Each record is to be printed exactly as given, down to the last mark.

(Stored data)
╔══
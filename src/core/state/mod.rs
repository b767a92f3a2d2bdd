// Export progress tracking

pub mod cursor;

pub use cursor::ExportCursor;
//! Domain error types
//!
//! This module defines the error hierarchy for the exporter.
//! All errors are domain-specific and don't expose third-party types.

use thiserror::Error;

/// Main exporter error type
///
/// This is the primary error type used throughout the application.
/// It wraps specific error types and provides context for error handling.
#[derive(Debug, Error)]
pub enum ExportError {
    /// Configuration-related errors
    #[error("Configuration error: {0}")]
    Configuration(String),

    /// APIX (legacy endpoint) errors
    #[error("APIX error: {0}")]
    Apix(#[from] ApixError),

    /// Primary store errors
    #[error("Store error: {0}")]
    Store(#[from] StoreError),

    /// Search index errors
    #[error("Index error: {0}")]
    Index(String),

    /// The format converter rejected the record
    #[error("Translation error: {0}")]
    Translation(String),

    /// The record lacks data the export needs (e.g. a holding without its bib)
    #[error("Structural error: {0}")]
    Structure(String),

    /// A committed record could not be read back
    #[error("Consistency error: {0}")]
    Consistency(String),

    /// Validation errors
    #[error("Validation error: {0}")]
    Validation(String),

    /// Serialization/deserialization errors
    #[error("Serialization error: {0}")]
    Serialization(String),

    /// I/O errors
    #[error("I/O error: {0}")]
    Io(String),

    /// Generic errors with context
    #[error("{0}")]
    Other(String),
}

/// APIX-specific errors
///
/// Errors that occur when talking to the legacy integration endpoint.
/// These errors don't expose third-party HTTP client types.
#[derive(Debug, Error)]
pub enum ApixError {
    /// Failed to reach the endpoint
    #[error("Failed to connect to APIX: {0}")]
    ConnectionFailed(String),

    /// Request timed out
    #[error("Request timeout: {0}")]
    Timeout(String),

    /// HTTP 200 on PUT, which APIX only returns on error
    #[error("APIX error: {0}")]
    DisguisedFailure(String),

    /// Any status the protocol does not expect
    #[error("APIX responded with http {status}: {body}")]
    Transport { status: u16, body: String },

    /// 201/303 without a Location header
    #[error("APIX response lacked a Location header")]
    MissingLocation,

    /// Location header did not end in a control number
    #[error("Could not parse control number from APIX location header: {0}")]
    UnparsableLocation(String),
}

/// Primary store errors
#[derive(Debug, Error)]
pub enum StoreError {
    /// Failed to obtain a connection
    #[error("Failed to connect to store: {0}")]
    ConnectionFailed(String),

    /// Query failed
    #[error("Query failed: {0}")]
    QueryFailed(String),

    /// The record changed between read and write
    #[error("Concurrent modification of record {0}")]
    Conflict(String),

    /// The record disappeared between read and write
    #[error("Record not found: {0}")]
    NotFound(String),

    /// A row could not be turned into a record
    #[error("Invalid row: {0}")]
    InvalidRow(String),
}

// Conversion from std::io::Error
impl From<std::io::Error> for ExportError {
    fn from(err: std::io::Error) -> Self {
        ExportError::Io(err.to_string())
    }
}

// Conversion from serde_json::Error
impl From<serde_json::Error> for ExportError {
    fn from(err: serde_json::Error) -> Self {
        ExportError::Serialization(err.to_string())
    }
}

// Conversion from toml parse errors
impl From<toml::de::Error> for ExportError {
    fn from(err: toml::de::Error) -> Self {
        ExportError::Configuration(format!("TOML parse error: {err}"))
    }
}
╚══
*PROBLEM SOLUTION*
filename src/core/state/mod.rs
repository b767a92f3a2d2bdd
// Export progress tracking

pub mod cursor;

pub use cursor::ExportCursor;
//! Domain error types
//!
//! This module defines the error hierarchy for the exporter.
//! All errors are domain-specific and don't expose third-party types.

use thiserror::Error;

/// Main exporter error type
///
/// This is the primary error type used throughout the application.
/// It wraps specific error types and provides context for error handling.
#[derive(Debug, Error)]
pub enum ExportError {
    /// Configuration-related errors
    #[error("Configuration error: {0}")]
    Configuration(String),

    /// APIX (legacy endpoint) errors
    #[error("APIX error: {0}")]
    Apix(#[from] ApixError),

    /// Primary store errors
    #[error("Store error: {0}")]
    Store(#[from] StoreError),

    /// Search index errors
    #[error("Index error: {0}")]
    Index(String),

    /// The format converter rejected the record
    #[error("Translation error: {0}")]
    Translation(String),

    /// The record lacks data the export needs (e.g. a holding without its bib)
    #[error("Structural error: {0}")]
    Structure(String),

    /// A committed record could not be read back
    #[error("Consistency error: {0}")]
    Consistency(String),

    /// Validation errors
    #[error("Validation error: {0}")]
    Validation(String),

    /// Serialization/deserialization errors
    #[error("Serialization error: {0}")]
    Serialization(String),

    /// I/O errors
    #[error("I/O error: {0}")]
    Io(String),

    /// Generic errors with context
    #[error("{0}")]
    Other(String),
}

/// APIX-specific errors
///
/// Errors that occur when talking to the legacy integration endpoint.
/// These errors don't expose third-party HTTP client types.
#[derive(Debug, Error)]
pub enum ApixError {
    /// Failed to reach the endpoint
    #[error("Failed to connect to APIX: {0}")]
    ConnectionFailed(String),

    /// Request timed out
    #[error("Request timeout: {0}")]
    Timeout(String),

    /// HTTP 200 on PUT, which APIX only returns on error
    #[error("APIX error: {0}")]
    DisguisedFailure(String),

    /// Any status the protocol does not expect
    #[error("APIX responded with http {status}: {body}")]
    Transport { status: u16, body: String },

    /// 201/303 without a Location header
    #[error("APIX response lacked a Location header")]
    MissingLocation,

    /// Location header did not end in a control number
    #[error("Could not parse control number from APIX location header: {0}")]
    UnparsableLocation(String),
}

/// Primary store errors
#[derive(Debug, Error)]
pub enum StoreError {
    /// Failed to obtain a connection
    #[error("Failed to connect to store: {0}")]
    ConnectionFailed(String),

    /// Query failed
    #[error("Query failed: {0}")]
    QueryFailed(String),

    /// The record changed between read and write
    #[error("Concurrent modification of record {0}")]
    Conflict(String),

    /// The record disappeared between read and write
    #[error("Record not found: {0}")]
    NotFound(String),

    /// A row could not be turned into a record
    #[error("Invalid row: {0}")]
    InvalidRow(String),
}

// Conversion from std::io::Error
impl From<std::io::Error> for ExportError {
    fn from(err: std::io::Error) -> Self {
        ExportError::Io(err.to_string())
    }
}

// Conversion from serde_json::Error
impl From<serde_json::Error> for ExportError {
    fn from(err: serde_json::Error) -> Self {
        ExportError::Serialization(err.to_string())
    }
}

// Conversion from toml parse errors
impl From<toml::de::Error> for ExportError {
    fn from(err: toml::de::Error) -> Self {
        ExportError::Configuration(format!("TOML parse error: {err}"))
    }
}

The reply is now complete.